Over the next year, EPS is forecast to expand by 123.9%. If the dividend continues on this path, the payout ratio could be 33% by next year, which we think can be pretty sustainable going forward.
Dividend Volatility
The company's dividend history has been marked by instability, with at least one cut in the last 10 years. The annual payment during the last 10 years was $0.88 in 2014, and the most recent fiscal year payment was $1.48. This works out to be a compound annual growth rate (CAGR) of approximately 5.3% a year over that time. A reasonable rate of dividend growth is good to see, but we're wary that the dividend history is not as solid as we'd like, having been cut at least once.
The Dividend Looks Likely To Grow
Given that the dividend has been cut in the past, we need to check if earnings are growing and if that might lead to stronger dividends in the future. Johnson Controls International has seen EPS rising for the last five years, at 11% per annum. Recently, the company has been able to grow earnings at a decent rate, but with the payout ratio on the higher end we don't think the dividend has many prospects for growth.
Johnson Controls International Looks Like A Great Dividend Stock
In summary, it is good to see that the dividend is staying consistent, and we don't think there is any reason to suspect this might change over the medium term. Distributions are quite easily covered by earnings, which are also being converted to cash flows. All of these factors considered, we think this has solid potential as a dividend stock.
Companies possessing a stable dividend policy will likely enjoy greater investor interest than those suffering from a more inconsistent approach. However, there are other things to consider for investors when analysing stock performance. Taking the debate a bit further, we've identified 3 warning signs for Johnson Controls International that investors need to be conscious of moving forward. Looking for more high-yielding dividend ideas?

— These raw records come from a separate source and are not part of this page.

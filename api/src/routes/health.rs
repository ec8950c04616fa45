//! Health check endpoint

use actix_web::HttpResponse;

use ottb_shared::MessageResponse;

/// Handler for GET /api/healthchecker
pub async fn health_checker() -> HttpResponse {
    HttpResponse::Ok().json(MessageResponse::success_with("OTTB API is running"))
}
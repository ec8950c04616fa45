use actix_web::{web, HttpResponse};

use ottb_core::repositories::UserRepository;
use ottb_core::services::mailer::Mailer;
use ottb_shared::MessageResponse;

use super::AppState;

/// Handler for POST /api/auth/logout
///
/// Clears the three session cookies. Sessions are stateless, so no
/// server-side record is touched; previously issued tokens simply age
/// out.
pub async fn logout<U, M>(state: web::Data<AppState<U, M>>) -> HttpResponse
where
    U: UserRepository + 'static,
    M: Mailer + 'static,
{
    let [access, refresh, logged_in] = state.session.cleared();

    HttpResponse::Ok()
        .cookie(access)
        .cookie(refresh)
        .cookie(logged_in)
        .json(MessageResponse::success())
}
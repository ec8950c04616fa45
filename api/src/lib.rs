//! # OTTB API
//!
//! HTTP layer for the OTTB backend: actix-web handlers, middleware and
//! request/response DTOs on top of `ottb_core`.

pub mod dto;
pub mod handlers;
pub mod middleware;
pub mod routes;
pub mod session;
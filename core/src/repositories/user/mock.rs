//! Mock implementation of UserRepository for testing

use async_trait::async_trait;
use std::collections::HashMap;
use std::sync::Arc;
use tokio::sync::RwLock;
use uuid::Uuid;

use crate::domain::entities::user::User;
use crate::errors::{AuthError, DomainError};

use super::trait_::UserRepository;

/// In-memory user repository for tests
pub struct MockUserRepository {
    users: Arc<RwLock<HashMap<Uuid, User>>>,
}

impl MockUserRepository {
    /// Create a new mock repository
    pub fn new() -> Self {
        Self {
            users: Arc::new(RwLock::new(HashMap::new())),
        }
    }

    /// Number of stored users
    pub async fn count(&self) -> usize {
        self.users.read().await.len()
    }
}

impl Default for MockUserRepository {
    fn default() -> Self {
        Self::new()
    }
}

#[async_trait]
impl UserRepository for MockUserRepository {
    async fn create(&self, user: User) -> Result<User, DomainError> {
        let mut users = self.users.write().await;

        // Same uniqueness rule the database enforces
        if users
            .values()
            .any(|u| u.username == user.username || u.email == user.email)
        {
            return Err(AuthError::DuplicateUser.into());
        }

        users.insert(user.id, user.clone());
        Ok(user)
    }

    async fn find_by_id(&self, id: Uuid) -> Result<Option<User>, DomainError> {
        let users = self.users.read().await;
        Ok(users.get(&id).cloned())
    }

    async fn find_by_username(&self, username: &str) -> Result<Option<User>, DomainError> {
        let users = self.users.read().await;
        Ok(users.values().find(|u| u.username == username).cloned())
    }

    async fn update(&self, user: User) -> Result<User, DomainError> {
        let mut users = self.users.write().await;

        if !users.contains_key(&user.id) {
            return Err(DomainError::NotFound {
                resource: "User".to_string(),
            });
        }

        users.insert(user.id, user.clone());
        Ok(user)
    }

    async fn delete(&self, id: Uuid) -> Result<bool, DomainError> {
        let mut users = self.users.write().await;
        Ok(users.remove(&id).is_some())
    }
}
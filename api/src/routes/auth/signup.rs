use actix_web::{web, HttpResponse};
use validator::Validate;

use crate::dto::auth_dto::{user_envelope, SignUpRequest};
use crate::handlers::error_handler::handle_domain_error;

use ottb_core::repositories::UserRepository;
use ottb_core::services::mailer::Mailer;
use ottb_shared::MessageResponse;

use super::AppState;

/// Handler for POST /api/auth/signup
///
/// Creates an unverified account and sends the verification email.
///
/// # Responses
/// - 201 Created: `{status:"success", data:{user}}`
/// - 400 Bad Request: validation failure or password mismatch
/// - 409 Conflict: username or email already taken
/// - 500 Internal Server Error: verification email could not be sent
pub async fn sign_up<U, M>(
    state: web::Data<AppState<U, M>>,
    request: web::Json<SignUpRequest>,
) -> HttpResponse
where
    U: UserRepository + 'static,
    M: Mailer + 'static,
{
    if let Err(errors) = request.0.validate() {
        return HttpResponse::BadRequest().json(MessageResponse::fail(errors.to_string()));
    }

    match state.auth_service.sign_up(request.0.into()).await {
        Ok(user) => HttpResponse::Created().json(user_envelope(user)),
        Err(error) => handle_domain_error(error),
    }
}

Try our collection of strong dividend payers.
New: Manage All Your Stock Portfolios in One Place
We've created the ultimate portfolio companion for stock investors, and it's free.
• Connect an unlimited number of Portfolios and see your total in one currency
• Be alerted to new Warning Signs or Risks via email or mobile
• Track the Fair Value of your stocks
Have feedback on this article? Concerned about the content? Get in touch with us directly. Alternatively, email editorial-team (at) simplywallst.com.
This article by Simply Wall St is general in nature. We provide commentary based on historical data and analyst forecasts only using an unbiased methodology and our articles are not intended to be financial advice. It does not constitute a recommendation to buy or sell any stock, and does not take account of your objectives, or your financial situation. We aim to bring you long-term focused analysis driven by fundamental data. Note that our analysis may not factor in the latest price-sensitive company announcements or qualitative material. Simply Wall St has no position in any stocks mentioned.
About NYSE:JCI
Johnson Controls International
Engages in engineering, manufacturing, commissioning, and retrofitting building products and systems in the United States, Europe, the Asia Pacific, and internationally.
Average dividend payer low.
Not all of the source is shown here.